Compared to an oral medication, Myobloc has less potential for general, whole-body side effects and doesn’t require daily dosing. It typically starts working within about one week and lasts approximately three months.
Cons and Complications
Myobloc requires an injection every few months because the effects are temporary. Common side effects include bruising, pain, bleeding and swelling at the injection site. Because the drug decreases saliva production, it causes dry mouth and could lead to dental problems, such as tooth decay.
Myobloc also can cause weakness in muscles, such as those used for chewing, near the salivary glands. In rare cases, the botulinum toxin in the drug can spread to other areas of the body, causing swallowing or breathing problems.

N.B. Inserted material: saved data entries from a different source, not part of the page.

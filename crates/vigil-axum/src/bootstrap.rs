//! Axum server bootstrap - the composition root.
//!
//! This module is the ONLY place where the monitor is wired together for the
//! web adapter: store, bus, discovery gate, detector, watchers, supervisor
//! and hub are all instantiated here.

use std::future::Future;
use std::net::SocketAddr;
use std::sync::Arc;

use anyhow::Result;
use tokio::net::TcpListener;
use tokio_util::sync::CancellationToken;
use tracing::info;
use vigil_core::{
    ChangeDetector, DiscoveryGate, EventBus, MonitorSettings, StateStore, validate_settings,
};
use vigil_runtime::{MonitorSupervisor, SourceWatcher, build_watchers};

use crate::hub::DistributionHub;
use crate::routes::create_router;
use crate::state::AppState;

/// Default listen address.
pub const DEFAULT_LISTEN: &str = "0.0.0.0:9750";

/// CORS configuration for the web server.
#[derive(Debug, Clone, Default)]
pub enum CorsConfig {
    /// Allow all origins (development mode).
    #[default]
    AllowAll,
    /// Allow specific origins (production mode).
    AllowOrigins(Vec<String>),
}

/// Server configuration for the Axum adapter.
#[derive(Debug, Clone)]
pub struct ServerConfig {
    /// Address the HTTP server binds to.
    pub listen: SocketAddr,
    /// CORS configuration.
    pub cors: CorsConfig,
}

impl ServerConfig {
    pub fn new(listen: SocketAddr) -> Self {
        Self {
            listen,
            cors: CorsConfig::default(),
        }
    }

    /// Set CORS to allow specific origins.
    #[must_use]
    pub fn with_allowed_origins(mut self, origins: Vec<String>) -> Self {
        self.cors = CorsConfig::AllowOrigins(origins);
        self
    }
}

/// Application context for the Axum adapter.
pub struct AxumContext {
    /// Settings the monitor was started with.
    pub settings: MonitorSettings,
    /// Last known state, read by the snapshot endpoints.
    pub store: Arc<StateStore>,
    /// Event bus the hub subscribes viewers to.
    pub bus: Arc<EventBus>,
    /// Owner of every watcher task.
    pub supervisor: Arc<MonitorSupervisor>,
    /// Per-viewer distribution.
    pub hub: DistributionHub,
    /// Fired when the server starts shutting down.
    pub shutdown: CancellationToken,
}

impl std::fmt::Debug for AxumContext {
    fn fmt(&self, f: &mut std::fmt::Formatter<'_>) -> std::fmt::Result {
        f.debug_struct("AxumContext")
            .field("hosts", &self.settings.hosts.len())
            .field("bus", &self.bus)
            .finish_non_exhaustive()
    }
}

/// Bootstrap the monitor with the watchers described by `settings`.
pub async fn bootstrap(settings: MonitorSettings) -> Result<AxumContext> {
    let watchers = build_watchers(&settings);
    bootstrap_with_watchers(settings, watchers).await
}

/// Bootstrap the monitor with an explicit watcher set.
pub async fn bootstrap_with_watchers(
    settings: MonitorSettings,
    watchers: Vec<SourceWatcher>,
) -> Result<AxumContext> {
    validate_settings(&settings)?;

    // 1. Shared state and fan-out
    let store = Arc::new(StateStore::new());
    let bus = Arc::new(EventBus::new(settings.subscriber_capacity));
    let gate = DiscoveryGate::new(settings.suppress_discovery);

    // 2. Detector publishes straight onto the bus
    let detector = ChangeDetector::new(Arc::clone(&store), bus.clone(), gate);

    // 3. Watchers
    let supervisor = Arc::new(MonitorSupervisor::new(
        detector,
        Arc::new(settings.whitelist()),
    ));
    let started = supervisor.start(watchers).await?;

    // 4. Hub
    let shutdown = CancellationToken::new();
    let hub = DistributionHub::new(
        Arc::clone(&bus),
        settings.ping_interval(),
        shutdown.clone(),
    );

    info!(
        hosts = settings.hosts.len(),
        watchers = started,
        poll_interval = ?settings.poll_interval(),
        suppress_discovery = settings.suppress_discovery,
        "Monitor bootstrapped"
    );

    Ok(AxumContext {
        settings,
        store,
        bus,
        supervisor,
        hub,
        shutdown,
    })
}

/// Serve `state` on an already-bound listener until `signal` resolves.
///
/// On shutdown viewers are closed, in-flight requests drain and then every
/// watcher is stopped and joined.
pub async fn serve<F>(
    listener: TcpListener,
    state: AppState,
    cors: &CorsConfig,
    signal: F,
) -> Result<()>
where
    F: Future<Output = ()> + Send + 'static,
{
    let app = create_router(Arc::clone(&state), cors);
    info!("vigil listening on http://{}", listener.local_addr()?);

    let shutdown = state.shutdown.clone();
    axum::serve(
        listener,
        app.into_make_service_with_connect_info::<SocketAddr>(),
    )
    .with_graceful_shutdown(async move {
        signal.await;
        info!("Shutdown requested");
        shutdown.cancel();
    })
    .await?;

    state.supervisor.shutdown().await;
    Ok(())
}

/// Bootstrap and serve until `signal` resolves.
pub async fn start_server<F>(config: ServerConfig, settings: MonitorSettings, signal: F) -> Result<()>
where
    F: Future<Output = ()> + Send + 'static,
{
    // Bind first so a busy port fails before any watcher starts.
    let listener = TcpListener::bind(config.listen).await?;
    let state = Arc::new(bootstrap(settings).await?);
    serve(listener, state, &config.cors, signal).await
}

The medical information contained in this article is for general information purposes only. The Michael J. Fox Foundation for Parkinson's Research has a policy of refraining from advocating, endorsing or promoting any drug therapy, course of treatment, or specific company or institution. It is crucial that care and treatment decisions related to Parkinson's disease and any other medical condition be made in consultation with a physician or other qualified medical professional.